**Exercise**
From the entries that follow, pick out all lines holding "pasted".

**Stored data entries**
○ ○ ○
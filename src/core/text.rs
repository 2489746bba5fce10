//! Whitespace rules shared by detection, reports and conversion.

/// Whitespace as far as "nothing to inspect" is concerned.
///
/// Adds the information separators U+001C..U+001F to Unicode `White_Space`;
/// they separate records in pasted data and carry no visible text.
pub fn is_blank_char(ch: char) -> bool {
    ch.is_whitespace() || matches!(ch, '\u{1C}'..='\u{1F}')
}

/// `text` has no visible characters.
pub fn is_blank(text: &str) -> bool {
    text.chars().all(is_blank_char)
}

/// `text` without leading and trailing blank characters.
pub fn trim_blank(text: &str) -> &str {
    text.trim_matches(is_blank_char)
}
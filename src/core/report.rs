//! Per-character byte breakdown.

use super::label::Charset;
use super::text;
use encoding_rs::{REPLACEMENT, UTF_16BE, UTF_16LE};
use std::fmt;

/// Characters sampled from the start of the input.
pub const DEFAULT_SAMPLE_CHARS: usize = 50;
/// Characters listed before the report is cut off.
pub const DEFAULT_MAX_ENTRIES: usize = 15;

const FULL_WIDTH_SPACE: char = '\u{3000}';

/// One listed character and its bytes in the target charset.
#[derive(Debug, Clone, PartialEq, Eq)]
pub struct CharacterEntry {
    pub character: char,
    /// `None` when the character has no representation in the target.
    pub bytes: Option<Vec<u8>>,
}

impl CharacterEntry {
    pub fn is_encodable(&self) -> bool {
        self.bytes.is_some()
    }

    /// Bytes as upper-case hex octets, e.g. `D6 D0`.
    pub fn hex(&self) -> Option<String> {
        self.bytes.as_deref().map(to_hex)
    }
}

/// Byte breakdown of the leading characters of a text.
#[derive(Debug, Clone, PartialEq, Eq)]
pub struct CharacterEncodingReport {
    pub charset: Charset,
    pub entries: Vec<CharacterEntry>,
    /// More characters followed the last listed one.
    pub truncated: bool,
}

impl CharacterEncodingReport {
    pub fn is_empty(&self) -> bool {
        self.entries.is_empty()
    }

    pub fn unencodable_count(&self) -> usize {
        self.entries.iter().filter(|e| !e.is_encodable()).count()
    }
}

impl fmt::Display for CharacterEncodingReport {
    fn fmt(&self, f: &mut fmt::Formatter<'_>) -> fmt::Result {
        let mut first = true;
        for entry in &self.entries {
            if !first {
                f.write_str("\n")?;
            }
            first = false;
            match entry.hex() {
                Some(hex) => write!(f, "'{}' -> [{}]", entry.character, hex)?,
                None => write!(f, "'{}' -> [cannot encode as {}]", entry.character, self.charset)?,
            }
        }
        if self.truncated {
            if !first {
                f.write_str("\n")?;
            }
            f.write_str("... (more characters)")?;
        }
        Ok(())
    }
}

/// List the bytes of each visible character among the first `sample_chars`
/// characters of `text`, stopping after `max_entries`.
///
/// Whitespace is skipped except for the full-width space. Characters the
/// target cannot represent are recorded, not treated as failures.
pub fn describe_characters(
    text: &str,
    charset: Charset,
    sample_chars: usize,
    max_entries: usize,
) -> CharacterEncodingReport {
    let mut report = CharacterEncodingReport {
        charset,
        entries: Vec::new(),
        truncated: false,
    };

    if text::is_blank(text) {
        return report;
    }

    for ch in text.chars().take(sample_chars) {
        if report.entries.len() >= max_entries {
            report.truncated = true;
            break;
        }
        if text::is_blank_char(ch) && ch != FULL_WIDTH_SPACE {
            continue;
        }
        report.entries.push(CharacterEntry {
            character: ch,
            bytes: encode_char(ch, charset),
        });
    }

    report
}

/// Encode a single character, `None` if the charset cannot represent it.
///
/// A character only counts as encodable when its bytes decode back to the
/// same character; best-fit mappings such as `¥` to Shift_JIS `5C` are
/// rejected.
pub fn encode_char(ch: char, charset: Charset) -> Option<Vec<u8>> {
    let encoding = charset.encoding();

    // encoding_rs encodes UTF-16 and replacement output as UTF-8.
    if encoding == UTF_16LE || encoding == UTF_16BE {
        let mut units = [0u16; 2];
        let bytes = ch
            .encode_utf16(&mut units)
            .iter()
            .flat_map(|unit| {
                if encoding == UTF_16LE {
                    unit.to_le_bytes()
                } else {
                    unit.to_be_bytes()
                }
            })
            .collect();
        return Some(bytes);
    }
    if encoding == REPLACEMENT {
        return None;
    }

    if charset == Charset::Gb2312 {
        if let Some(&(_, code)) = GB2312_REMAPPED.iter().find(|(gb2312, _)| *gb2312 == ch) {
            return Some(code.to_vec());
        }
        if GB2312_REMAPPED.iter().any(|(_, code)| gbk_char(code) == Some(ch)) {
            return None;
        }
    }

    let mut buf = [0u8; 4];
    let (bytes, _, had_errors) = encoding.encode(ch.encode_utf8(&mut buf));
    if had_errors {
        return None;
    }
    if charset == Charset::Gb2312 && !is_gb2312(&bytes) {
        return None;
    }
    let (decoded, malformed) = encoding.decode_without_bom_handling(&bytes);
    if malformed || decoded.chars().ne(std::iter::once(ch)) {
        return None;
    }
    Some(bytes.into_owned())
}

/// Decode bytes produced by [`encode_char`] for `charset`.
pub fn decode_encoded(bytes: &[u8], charset: Charset) -> (String, bool) {
    let (decoded, had_errors) = charset.encoding().decode_without_bom_handling(bytes);
    if charset != Charset::Gb2312 {
        return (decoded.into_owned(), had_errors);
    }
    let text = decoded.chars().map(gb2312_from_gbk_char).collect();
    (text, had_errors)
}

/// GB2312 cells whose character differs from the GBK decoding of the same
/// bytes. GBK reads `A1 A4` as U+00B7 and `A1 AA` as U+2014.
const GB2312_REMAPPED: [(char, [u8; 2]); 2] = [
    ('\u{30FB}', [0xA1, 0xA4]),
    ('\u{2015}', [0xA1, 0xAA]),
];

fn gbk_char(code: &[u8; 2]) -> Option<char> {
    let (decoded, _) = encoding_rs::GBK.decode_without_bom_handling(code);
    decoded.chars().next()
}

/// Map a character decoded with the GBK tables onto its GB2312 meaning.
pub(crate) fn gb2312_from_gbk_char(ch: char) -> char {
    match ch {
        '\u{00B7}' => '\u{30FB}',
        '\u{2014}' => '\u{2015}',
        other => other,
    }
}

/// GBK output restricted to the cells GB2312 assigns.
fn is_gb2312(bytes: &[u8]) -> bool {
    match *bytes {
        [single] => single < 0x80,
        [lead, trail @ 0xA1..=0xFE] => match lead {
            0xA1 | 0xA3 => true,
            0xA2 => matches!(trail, 0xB1..=0xE2 | 0xE5..=0xEE | 0xF1..=0xFC),
            0xA4 => trail <= 0xF3,
            0xA5 => trail <= 0xF6,
            0xA6 => matches!(trail, 0xA1..=0xB8 | 0xC1..=0xD8),
            0xA7 => matches!(trail, 0xA1..=0xC1 | 0xD1..=0xF1),
            0xA8 => matches!(trail, 0xA1..=0xBA | 0xC5..=0xE9),
            0xA9 => matches!(trail, 0xA4..=0xEF),
            // Level 2 hanzi end at D7 F9
            0xD7 => trail <= 0xF9,
            0xB0..=0xF7 => true,
            _ => false,
        },
        _ => false,
    }
}

pub fn to_hex(bytes: &[u8]) -> String {
    bytes
        .iter()
        .map(|b| format!("{:02X}", b))
        .collect::<Vec<_>>()
        .join(" ")
}

#[cfg(test)]
mod tests {
    use super::*;
    use proptest::prelude::*;

    fn describe(text: &str, charset: Charset) -> CharacterEncodingReport {
        describe_characters(text, charset, DEFAULT_SAMPLE_CHARS, DEFAULT_MAX_ENTRIES)
    }

    #[test]
    fn test_chinese_in_gbk() {
        let report = describe("中文", Charset::Gbk);
        assert_eq!(report.entries.len(), 2);
        assert_eq!(report.entries[0].hex().as_deref(), Some("D6 D0"));
        assert_eq!(report.entries[1].hex().as_deref(), Some("CE C4"));
        assert!(!report.truncated);
        assert_eq!(report.to_string(), "'中' -> [D6 D0]\n'文' -> [CE C4]");
    }

    #[test]
    fn test_japanese_in_shift_jis() {
        // SHIFT-JIS encoding of "日本語"
        let report = describe("日本語", Charset::ShiftJis);
        let hex: Vec<_> = report.entries.iter().filter_map(|e| e.hex()).collect();
        assert_eq!(hex, vec!["93 FA", "96 7B", "8C EA"]);
    }

    #[test]
    fn test_emoji_is_unencodable_in_gbk() {
        let report = describe("a😀b", Charset::Gbk);
        assert_eq!(report.entries.len(), 3);
        assert!(report.entries[0].is_encodable());
        assert!(!report.entries[1].is_encodable());
        assert!(report.entries[2].is_encodable());
        assert_eq!(report.unencodable_count(), 1);
        assert!(report.to_string().contains("'😀' -> [cannot encode as GBK]"));
    }

    #[test]
    fn test_whitespace_skipped_but_full_width_space_kept() {
        let report = describe("a b\u{3000}c\n", Charset::ShiftJis);
        let chars: String = report.entries.iter().map(|e| e.character).collect();
        assert_eq!(chars, "ab\u{3000}c");
        assert_eq!(report.entries[2].hex().as_deref(), Some("81 40"));
    }

    #[test]
    fn test_whitespace_only_is_empty() {
        assert!(describe("  \n\t", Charset::Utf8).is_empty());
        assert_eq!(describe("", Charset::Utf8).to_string(), "");
    }

    #[test]
    fn test_truncation_marker() {
        let text = "abcdefghijklmnopqrstuvwxyz";
        let report = describe(text, Charset::Utf8);
        assert_eq!(report.entries.len(), 15);
        assert!(report.truncated);
        assert!(report.to_string().ends_with("\n... (more characters)"));

        let exact = describe("abcdefghijklmno", Charset::Utf8);
        assert_eq!(exact.entries.len(), 15);
        assert!(!exact.truncated);
    }

    #[test]
    fn test_only_first_fifty_characters_sampled() {
        let text = format!("{}xyz", " ".repeat(50));
        assert!(describe(&text, Charset::Utf8).is_empty());
    }

    #[test]
    fn test_gb2312_repertoire() {
        // Traditional characters are in GBK but not GB2312.
        assert!(encode_char('語', Charset::Gbk).is_some());
        assert_eq!(encode_char('語', Charset::Gb2312), None);
        assert_eq!(encode_char('中', Charset::Gb2312), Some(vec![0xD6, 0xD0]));
        // GBK maps the euro sign to a single 0x80 byte.
        assert_eq!(encode_char('€', Charset::Gbk), Some(vec![0x80]));
        assert_eq!(encode_char('€', Charset::Gb2312), None);
    }

    #[test]
    fn test_utf16_and_replacement() {
        let le = Charset::Other(UTF_16LE);
        assert_eq!(encode_char('A', le), Some(vec![0x41, 0x00]));
        assert_eq!(encode_char('😀', Charset::Other(UTF_16BE)), Some(vec![0xD8, 0x3D, 0xDE, 0x00]));
        assert_eq!(encode_char('A', Charset::Other(REPLACEMENT)), None);
    }

    #[test]
    fn test_best_fit_mappings_are_unencodable() {
        assert_eq!(encode_char('¥', Charset::ShiftJis), None);
        assert_eq!(encode_char('‾', Charset::ShiftJis), None);
        assert_eq!(encode_char('−', Charset::ShiftJis), None);
        assert_eq!(encode_char('－', Charset::ShiftJis), Some(vec![0x81, 0x7C]));
        assert_eq!(encode_char('\\', Charset::ShiftJis), Some(vec![0x5C]));
        assert_eq!(encode_char('\u{E78D}', Charset::Gbk), None);
        assert_eq!(encode_char('\u{E78D}', Charset::Gb2312), None);
    }

    #[test]
    fn test_every_target_round_trips() {
        for charset in Charset::TARGETS {
            for ch in (0..=0xFFFFu32).filter_map(char::from_u32) {
                if let Some(bytes) = encode_char(ch, charset) {
                    let (decoded, had_errors) = decode_encoded(&bytes, charset);
                    assert!(!had_errors, "{} {:?}", charset, ch);
                    assert_eq!(decoded, ch.to_string(), "{} {:?} -> {}", charset, ch, to_hex(&bytes));
                }
            }
        }
    }

    #[test]
    fn test_gb2312_rejects_gbk_additions() {
        for ch in ['ɑ', '︵', '·', '—', 'ⅰ'] {
            assert!(encode_char(ch, Charset::Gbk).is_some(), "{:?}", ch);
            assert_eq!(encode_char(ch, Charset::Gb2312), None, "{:?}", ch);
        }
    }

    #[test]
    fn test_gb2312_own_punctuation() {
        assert_eq!(encode_char('・', Charset::Gb2312), Some(vec![0xA1, 0xA4]));
        assert_eq!(encode_char('―', Charset::Gb2312), Some(vec![0xA1, 0xAA]));
        assert_eq!(decode_encoded(&[0xA1, 0xA4, 0xA1, 0xAA], Charset::Gb2312).0, "・―");
        // Greek, pinyin and box drawing cells that GB2312 does assign
        assert_eq!(encode_char('α', Charset::Gb2312), Some(vec![0xA6, 0xC1]));
        assert_eq!(encode_char('ā', Charset::Gb2312), Some(vec![0xA8, 0xA1]));
        assert_eq!(encode_char('─', Charset::Gb2312), Some(vec![0xA9, 0xA4]));
    }

    #[test]
    fn test_information_separators_skipped() {
        assert!(describe("\u{1C}\u{1F}", Charset::Utf8).is_empty());
        let report = describe("a\u{1E}b", Charset::Utf8);
        let chars: String = report.entries.iter().map(|e| e.character).collect();
        assert_eq!(chars, "ab");
    }

    proptest! {
        #[test]
        fn prop_entries_bounded_and_ordered(text in "\\PC{0,80}") {
            let report = describe(&text, Charset::Utf8);
            prop_assert!(report.entries.len() <= DEFAULT_MAX_ENTRIES);

            let expected: Vec<char> = text
                .chars()
                .take(DEFAULT_SAMPLE_CHARS)
                .filter(|&c| !text::is_blank_char(c) || c == FULL_WIDTH_SPACE)
                .take(DEFAULT_MAX_ENTRIES)
                .collect();
            let actual: Vec<char> = report.entries.iter().map(|e| e.character).collect();
            if text::is_blank(&text) {
                prop_assert!(actual.is_empty());
            } else {
                prop_assert_eq!(actual, expected);
            }
        }

        #[test]
        fn prop_utf8_always_encodable(ch in any::<char>()) {
            let bytes = encode_char(ch, Charset::Utf8).unwrap();
            prop_assert_eq!(String::from_utf8(bytes).unwrap(), ch.to_string());
        }

        #[test]
        fn prop_encodable_bytes_decode_to_same_char(ch in any::<char>(), index in 0usize..4) {
            let charset = Charset::TARGETS[index];
            if let Some(bytes) = encode_char(ch, charset) {
                let (decoded, had_errors) = decode_encoded(&bytes, charset);
                prop_assert!(!had_errors);
                prop_assert_eq!(decoded, ch.to_string());
            }
        }

        #[test]
        fn prop_common_cjk_encodable(code in 0x4E00u32..=0x9FA5) {
            let ch = char::from_u32(code).unwrap();
            prop_assert!(encode_char(ch, Charset::Gbk).is_some());
        }
    }
}
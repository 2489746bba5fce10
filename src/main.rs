//! Encoding Inspector - a desktop tool for inspecting text encodings.
//!
//! This application allows you to:
//! - Detect or select the source encoding of pasted text
//! - See the bytes of each character in UTF-8, GBK/GB2312 or Shift_JIS
//! - Check which characters a target encoding cannot represent
//! - Load snippets from files and save output in the target encoding

// Hide console window on Windows in release builds
#![cfg_attr(not(debug_assertions), windows_subsystem = "windows")]

mod app;
mod ui;

use app::App;
use eframe::egui;
use tracing_subscriber::EnvFilter;

fn main() -> eframe::Result<()> {
    tracing_subscriber::fmt()
        .with_env_filter(EnvFilter::try_from_default_env().unwrap_or_else(|_| EnvFilter::new("info")))
        .init();

    let options = eframe::NativeOptions {
        viewport: egui::ViewportBuilder::default()
            .with_title("Encoding Inspector")
            .with_inner_size([1000.0, 800.0])
            .with_min_inner_size([700.0, 500.0]),
        ..Default::default()
    };

    eframe::run_native(
        "Encoding Inspector",
        options,
        Box::new(|cc| Ok(Box::new(App::new(cc)))),
    )
}
//! eframe integration: startup setup and config persistence.

use crate::ui::main_window::MainWindow;
use crate::ui::theme;
use eframe::egui;
use encoding_inspector::config::ConfigManager;
use std::path::Path;
use tracing::{info, warn};

/// CJK fonts to try, first match wins. Noto CJK covers both Chinese and
/// Japanese; the platform fonts cover at least one of them.
const CJK_FONT_CANDIDATES: &[&str] = &[
    "C:\\Windows\\Fonts\\msyh.ttc",
    "C:\\Windows\\Fonts\\meiryo.ttc",
    "C:\\Windows\\Fonts\\simsun.ttc",
    "C:\\Windows\\Fonts\\msgothic.ttc",
    "/System/Library/Fonts/PingFang.ttc",
    "/System/Library/Fonts/Hiragino Sans GB.ttc",
    "/usr/share/fonts/opentype/noto/NotoSansCJK-Regular.ttc",
    "/usr/share/fonts/noto-cjk/NotoSansCJK-Regular.ttc",
    "/usr/share/fonts/truetype/wqy/wqy-microhei.ttc",
];

/// Top-level application: owns the config file and the main window.
pub struct App {
    config_manager: ConfigManager,
    main_window: MainWindow,
}

impl App {
    pub fn new(cc: &eframe::CreationContext<'_>) -> Self {
        setup_cjk_fonts(&cc.egui_ctx);
        theme::apply_dark_theme(&cc.egui_ctx);

        let config_manager = ConfigManager::new();
        let config = config_manager.load();
        info!("Config: {}", config_manager.get_config_file_path().display());

        Self {
            config_manager,
            main_window: MainWindow::new(config),
        }
    }
}

impl eframe::App for App {
    fn update(&mut self, ctx: &egui::Context, _frame: &mut eframe::Frame) {
        self.main_window.render(ctx);
    }

    fn on_exit(&mut self, _gl: Option<&eframe::glow::Context>) {
        if let Err(e) = self.config_manager.save(self.main_window.config()) {
            warn!("Failed to save config: {:#}", e);
        }
    }
}

fn setup_cjk_fonts(ctx: &egui::Context) {
    let mut fonts = egui::FontDefinitions::default();

    for candidate in CJK_FONT_CANDIDATES {
        let font_path = Path::new(candidate);
        if !font_path.exists() {
            continue;
        }
        let Ok(font_data) = std::fs::read(font_path) else {
            continue;
        };

        fonts
            .font_data
            .insert("cjk".to_owned(), egui::FontData::from_owned(font_data));

        // Fallback for both families
        for family in [egui::FontFamily::Proportional, egui::FontFamily::Monospace] {
            if let Some(list) = fonts.families.get_mut(&family) {
                list.push("cjk".to_owned());
            }
        }

        info!("Loaded CJK font: {}", candidate);
        break;
    }

    ctx.set_fonts(fonts);
}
○ ○ ○
**Exercise solution**
/// they separate records in pasted data and carry no visible text.
//! - Detect or select the source encoding of pasted text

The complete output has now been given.